## EXERCISE REQUIREMENTS
Output, exactly as written, the lines of the data below from the one containing "use crate::pool::ActiveList;" to the end.
[RECORD SET]
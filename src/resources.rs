//! The registry owning every buffer and shader record.
//!
//! [`ResourceManager`] holds the two pools and the ordered list of active
//! shaders. Every operation that touches the GPU takes the device explicitly,
//! which keeps the registry usable with any [`GpuDevice`].

use std::path::Path;

use bytemuck::Pod;

use crate::config::Config;
use crate::error::NanoError;
use crate::error::NanoResult;
use crate::gpu::BindGroupBufferEntry;
use crate::gpu::BindGroupDesc;
use crate::gpu::BindGroupLayoutDesc;
use crate::gpu::BufferDesc;
use crate::gpu::BufferHandle;
use crate::gpu::ComputePipelineDesc;
use crate::gpu::DispatchDesc;
use crate::gpu::DrawDesc;
use crate::gpu::GpuDevice;
use crate::gpu::GpuObject;
use crate::gpu::IndexBinding;
use crate::gpu::RenderPipelineDesc;
use crate::gpu::RenderPipelineHandle;
use crate::gpu::VertexLayout;
use crate::pool::ActiveList;
use crate::pool::BufferId;
use crate::pool::Pool;
use crate::pool::ShaderId;
use crate::shader::BuildArtifacts;
use crate::shader::IndexBufferBinding;
use crate::shader::MAX_VERTEX_BUFFERS;
use crate::shader::Shader;
use crate::shader::ShaderState;
use crate::shader::VertexBinding;
use crate::shader::info::BindingInfo;
use crate::shader::info::BindingKind;
use crate::shader::info::MAX_BINDINGS;
use crate::shader::info::MAX_GROUPS;
use crate::shader::info::ShaderInfo;
use crate::shader::info::WorkgroupSize;
use crate::shader::layout::GroupLayout;
use crate::shader::layout::PipelinePlan;
use crate::shader::layout::plan_bind_group_layouts;
use crate::shader::layout::plan_pipelines;
use crate::shader::parser::parse_shader;

/// Buffer sizes are rounded up to this many bytes.
pub const BUFFER_ALIGNMENT: u64 = 32;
[/RECORD SET]
## EXERCISE RESULT
use crate::pool::ActiveList;
use crate::pool::BufferId;
use crate::pool::Pool;
use crate::pool::ShaderId;
use crate::shader::BuildArtifacts;
use crate::shader::IndexBufferBinding;
use crate::shader::MAX_VERTEX_BUFFERS;
use crate::shader::Shader;
use crate::shader::ShaderState;
use crate::shader::VertexBinding;
use crate::shader::info::BindingInfo;
use crate::shader::info::BindingKind;
use crate::shader::info::MAX_BINDINGS;
use crate::shader::info::MAX_GROUPS;
use crate::shader::info::ShaderInfo;
use crate::shader::info::WorkgroupSize;
use crate::shader::layout::GroupLayout;
use crate::shader::layout::PipelinePlan;
use crate::shader::layout::plan_bind_group_layouts;
use crate::shader::layout::plan_pipelines;
use crate::shader::parser::parse_shader;

/// Buffer sizes are rounded up to this many bytes.
pub const BUFFER_ALIGNMENT: u64 = 32;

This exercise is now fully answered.